I feel like there's an important feature lacking from the current constraints that would have tons of use cases, which boils down to scrubbing a timeline by a bone's position, rotation, or scale. With the introduction of physics this seems particularly powerful for auto-keying certain effects when specific conditions are met, but it's also very useful for a few other common use cases:

  1. Spritesheets of rotated body pieces (hand, foot, torso, etc) that automatically swap out in a character turnaround. You'd just make a timeline of the image sequence frames, then constrain its playback position 0%-100% to a bone's rotation 0-360, with wraparound. This would link skeleton and image art in a very intuitive way on the more complex rigs that many people use for their characters, since hands and feet often aren't facing exactly the same direction as the torso in expressive and dynamic animations. You could even key automatic draw order changes for overlapping pieces!
  2. Time-based animation effects. Animate a normal attack, then create a second timeline with a scrubber bone that goes from X=0 to X=500, linking that range to the playback position. You could punch a "time stone", break it, then play the attack in reverse, or glitch between different points in the sub-timeline, or play at 50% on contact and then continue at 100% afterward for a bigger impact. Any timeline playback could be directly keyed via the bone's position.
  3. Physics-based animation effects. Maybe you want a character's hair to shine when physics pulls it back to a specific angle (reflecting sunlight)? Basically any number in the program could become an equation with defined effects. You could even trigger sub-animations when bones hit certain values, and for unpredictable physics values this would be extremely valuable.

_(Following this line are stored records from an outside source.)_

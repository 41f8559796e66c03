// Test fixtures - reusable test data
// Provides consistent events and week rows across all test files

#![allow(dead_code)]

use calendar_grid_layout::models::event::{Event, EventId};
use calendar_grid_layout::models::settings::LayoutSettings;
use calendar_grid_layout::models::week::Week;
use calendar_grid_layout::services::resolver::{week_from_events, EventFilter};
use chrono::{Duration, NaiveDate, NaiveDateTime};

/// Monday, Jan 13 2025
pub fn monday() -> NaiveDate {
    NaiveDate::from_ymd_opt(2025, 1, 13).unwrap()
}

/// Date `offset` days after [`monday`]
pub fn day(offset: i64) -> NaiveDate {
    monday() + Duration::days(offset)
}

pub fn at(offset: i64, hour: u32, minute: u32) -> NaiveDateTime {
    day(offset).and_hms_opt(hour, minute, 0).unwrap()
}

pub fn timed(id: EventId, start: NaiveDateTime, end: NaiveDateTime) -> Event {
    Event::new(id, format!("event {}", id), start, end).unwrap()
}

/// All-day event stored as midnight to next midnight
pub fn all_day(id: EventId, offset: i64) -> Event {
    Event::builder()
        .id(id)
        .title(format!("all day {}", id))
        .start(at(offset, 0, 0))
        .end(at(offset + 1, 0, 0))
        .all_day(true)
        .build()
        .unwrap()
}

/// Multi-day bar from the morning of `first` to the evening of `last`
pub fn spanning(id: EventId, first: i64, last: i64) -> Event {
    timed(id, at(first, 9, 0), at(last, 17, 0))
}

/// Settings with Monday week start and strict reconciliation
pub fn monday_settings() -> LayoutSettings {
    LayoutSettings {
        first_day_of_week: 1,
        month_weeks: 6,
        strict_reconciliation: true,
    }
}

/// Week row starting `week_offset` weeks after [`monday`]
pub fn week_of(week_offset: i64, events: &[Event]) -> Week {
    week_from_events(day(week_offset * 7), events, &EventFilter::default()).unwrap()
}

A lot of this is currently possible in-engine via the API, but that does not make it animatable within Spine, with that kind of instant visual feedback. My idea would be to add a scrubbing constraint with these params: constrained animation, linked bone, value type dropdown (pos rot scale skew X Y), 0% playback value equivalent, 100% playback value equivalent, and a wraparound/clamp toggle box for bone values outside of that range.

Possibly also have animations that trigger when you go below the minimum value or above the maximum value (on crossing that threshold for the first time in that direction, so wraparound still works), because then you basically have bone events. This seems complicated and only marginally more useful, though.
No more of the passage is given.